A subsidiary of Zhejiang
Akcome New Energy Technology Co was the latest to declare bankruptcy when it was ordered by a court to undertake a reorganising process after a creditor said the manufacturer “was not able to pay debts” and “clearly lacks solvency”, according to a filing by the parent company on Monday.

China’s world-leading solar industry is grappling with a wave of company failures and consolidation as excessive capacity pushes prices below production costs. The ruling Chinese Communist Party (CCP) on Tuesday pledged to smooth the process of allowing low-quality and outdated production capacities to exit, and prevent
vicious competition.

China “should strengthen the market mechanism that allows the superior to win and the inferior to be eliminated”, the CCP said in an online statement on Tuesday.

While bigger players like Longi Green Energy Technology Co have so far survived billions of yuan in losses by imposing production halts and lay-offs, smaller companies have fewer ways to plug financial gaps. The failure of Zhejiang Akcome Photoelectric Technology Co comes after another smaller manufacturer, Gansu Golden
Solar Co, entered a pre-reorganisation process earlier this month.

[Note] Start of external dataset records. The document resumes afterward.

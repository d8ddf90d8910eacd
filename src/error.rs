//! Unified error types for hangpack.
//!
//! Every failure the library can report is a variant of [`HangpackError`].
//! Recoverable conditions in the archive (unknown participant ids, event or
//! attachment kinds outside the known set) never reach this type: they are
//! resolved in place to the `"Unknown"` sentinel or the `unknown`/`unk` tags.
//!
//! Everything here is fatal for the run. The loader converts the whole archive
//! before anything is written, so a structural problem aborts the export
//! before the first output file is created.

use std::io;
use std::path::PathBuf;

use thiserror::Error;

/// A specialized [`Result`] type for hangpack operations.
///
/// # Example
///
/// ```rust
/// use hangpack::error::Result;
/// use hangpack::core::NormalizedRow;
///
/// fn my_function() -> Result<Vec<NormalizedRow>> {
///     Ok(vec![])
/// }
/// ```
pub type Result<T> = std::result::Result<T, HangpackError>;

/// The error type for all hangpack operations.
#[derive(Debug, Error)]
#[non_exhaustive]
pub enum HangpackError {
    /// An I/O error occurred while reading the archive or writing a CSV file.
    #[error("IO error: {0}")]
    Io(#[from] io::Error),

    /// The archive is not valid JSON or does not match the expected schema.
    #[error("Failed to parse Hangouts archive{}: {source}", path.as_ref().map(|p| format!(" (file: {})", p.display())).unwrap_or_default())]
    Parse {
        /// The underlying JSON error (carries line and column)
        #[source]
        source: serde_json::Error,
        /// The archive path, if available
        path: Option<PathBuf>,
    },

    /// The archive parsed as JSON but its content is inconsistent.
    #[error("Invalid Hangouts archive: {message}")]
    InvalidFormat {
        /// Description of what's wrong
        message: String,
    },

    /// A payload field required by the event kind is absent.
    #[error("Missing field '{field}' in {context}")]
    MissingField {
        /// Name of the missing JSON key
        field: &'static str,
        /// Where the key was expected
        context: String,
    },

    /// An event timestamp is not an integer or is outside the representable range.
    #[error("Invalid timestamp '{value}': expected integer microseconds since the Unix epoch")]
    InvalidTimestamp {
        /// The offending raw value
        value: String,
    },

    /// CSV writing error.
    #[cfg(feature = "csv-output")]
    #[error("CSV error: {0}")]
    Csv(#[from] csv::Error),
}

impl From<serde_json::Error> for HangpackError {
    fn from(err: serde_json::Error) -> Self {
        HangpackError::Parse {
            source: err,
            path: None,
        }
    }
}

// ============================================================================
// Convenience constructors
// ============================================================================

impl HangpackError {
    /// Creates a parse error tagged with the archive path.
    pub fn parse(source: serde_json::Error, path: Option<PathBuf>) -> Self {
        HangpackError::Parse { source, path }
    }

    /// Creates an invalid format error.
    pub fn invalid_format(message: impl Into<String>) -> Self {
        HangpackError::InvalidFormat {
            message: message.into(),
        }
    }

    /// Creates a missing field error.
    pub fn missing_field(field: &'static str, context: impl Into<String>) -> Self {
        HangpackError::MissingField {
            field,
            context: context.into(),
        }
    }

    /// Creates an invalid timestamp error.
    pub fn invalid_timestamp(value: impl Into<String>) -> Self {
        HangpackError::InvalidTimestamp {
            value: value.into(),
        }
    }

    /// Returns `true` if this is an IO error.
    pub fn is_io(&self) -> bool {
        matches!(self, HangpackError::Io(_))
    }

    /// Returns `true` if this is a JSON parse error.
    pub fn is_parse(&self) -> bool {
        matches!(self, HangpackError::Parse { .. })
    }

    /// Returns `true` if this is an invalid format or missing field error.
    pub fn is_invalid_format(&self) -> bool {
        matches!(
            self,
            HangpackError::InvalidFormat { .. } | HangpackError::MissingField { .. }
        )
    }

    /// Returns `true` if this is a timestamp error.
    pub fn is_invalid_timestamp(&self) -> bool {
        matches!(self, HangpackError::InvalidTimestamp { .. })
    }
}
/*
 * Copyright (c) 2020 - 2021.  Shoyo Inokuchi.
 * Please refer to github.com/shoyo/jin for more information about this project and its license.
 */

use crate::common::RecordIdT;

/// A database record: a fixed-size byte blob addressed by its record ID.
///
/// The engine never interprets the bytes; the attribute-to-byte-layout
/// mapping belongs to the caller's `RecordFormat`. Liveness is authoritative
/// in the engine's existence bitmap, not in the blob, so a record read for a
/// since-deleted ID holds whatever the heap last stored there.
pub struct Record {
    pub id: RecordIdT,
    pub data: Vec<u8>,
}

impl Record {
    pub fn new(id: RecordIdT, data: Vec<u8>) -> Self {
        Self { id, data }
    }

    pub fn len(&self) -> usize {
        self.data.len()
    }

    pub fn is_empty(&self) -> bool {
        self.data.is_empty()
    }
}

/// The record interface the engine consumes: a fixed record size and the
/// ability to materialize attribute values into a record's slot bytes.
///
/// `floor(PAGE_SIZE / record_size())` records are packed per heap page.
/// Attribute names outside the format's layout are ignored here; the engine
/// still indexes them. Attributes whose range predicates rely on numeric
/// order must be presented as fixed-width zero-padded decimal strings, since
/// index keys compare lexicographically.
pub trait RecordFormat {
    /// Fixed record size in bytes. Must be positive and at most PAGE_SIZE.
    fn record_size(&self) -> usize;

    /// Write the all-null record into a fresh slot.
    fn init_record(&self, slot: &mut [u8]);

    /// Encode one named attribute value into the slot bytes.
    fn write_value(&self, slot: &mut [u8], name: &str, value: &str);
}
/*
 * Copyright (c) 2020 - 2021.  Shoyo Inokuchi.
 * Please refer to github.com/shoyo/jin for more information about this project and its license.
 */

/// Note: The type aliases and global constants below are primarily to improve readability
/// throughout the codebase. The values should not be configured/modified unless explicitly
/// annotated with "safe to modify".

/// Type aliases
pub type PageIdT = u32;
pub type BufferFrameIdT = u32;
pub type RecordIdT = u64;

/// Global constants
pub const PAGE_SIZE: u32 = 4096;
pub const BUFFER_SIZE: BufferFrameIdT = 1024; // safe to modify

Akcome has been reporting net losses every year since 2019 and last month had to suspend solar module and cell production in four of its subsidiaries, including the arm that has now been forced into bankruptcy, according to its stock filings. The Shenzhen Stock Exchange terminated Akcome’s listing last month after its shares traded under one yuan
(14 US cents or 64 sen) for 20 consecutive days.

An industry group last week called on the government to roll out measures to facilitate faster consolidation, including not sending financial help to companies that are set to fail. The group also encouraged larger players to buy smaller plants.